----- Material for this exercise
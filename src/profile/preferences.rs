use std::sync::{RwLock, RwLockReadGuard, RwLockWriteGuard};

use tracing::info;

use crate::profile::model::UserInfo;

/// Storage for the onboarding profile. Real apps back this with their own
/// key-value store; the tracker only ever reads through this trait.
pub trait Preferences: Send + Sync {
    fn load_user_info(&self) -> UserInfo;
    fn save_user_info(&self, info: UserInfo);
    fn should_show_onboarding(&self) -> bool;
    fn set_should_show_onboarding(&self, show: bool);
}

#[derive(Debug)]
struct Stored {
    user_info: UserInfo,
    show_onboarding: bool,
}

#[derive(Debug)]
pub struct InMemoryPreferences {
    inner: RwLock<Stored>,
}

impl InMemoryPreferences {
    pub fn new() -> Self {
        Self::with_user_info(UserInfo::default())
    }

    pub fn with_user_info(user_info: UserInfo) -> Self {
        Self {
            inner: RwLock::new(Stored {
                user_info,
                show_onboarding: true,
            }),
        }
    }

    // Values are plain data, so a poisoned lock still holds a usable state.
    fn read(&self) -> RwLockReadGuard<'_, Stored> {
        self.inner.read().unwrap_or_else(|e| e.into_inner())
    }

    fn write(&self) -> RwLockWriteGuard<'_, Stored> {
        self.inner.write().unwrap_or_else(|e| e.into_inner())
    }
}

impl Default for InMemoryPreferences {
    fn default() -> Self {
        Self::new()
    }
}

impl Preferences for InMemoryPreferences {
    fn load_user_info(&self) -> UserInfo {
        self.read().user_info.clone()
    }

    fn save_user_info(&self, info: UserInfo) {
        info!(
            gender = info.gender.name(),
            goal = info.goal_type.name(),
            "user info saved"
        );
        self.write().user_info = info;
    }

    fn should_show_onboarding(&self) -> bool {
        self.read().show_onboarding
    }

    fn set_should_show_onboarding(&self, show: bool) {
        self.write().show_onboarding = show;
    }
}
----------
#### About this task
Filter the records for lines holding the string "profile". Copy each one.

#### Response to the task
filename src/profile/preferences.rs
use crate::profile::model::UserInfo;
/// Storage for the onboarding profile. Real apps back this with their own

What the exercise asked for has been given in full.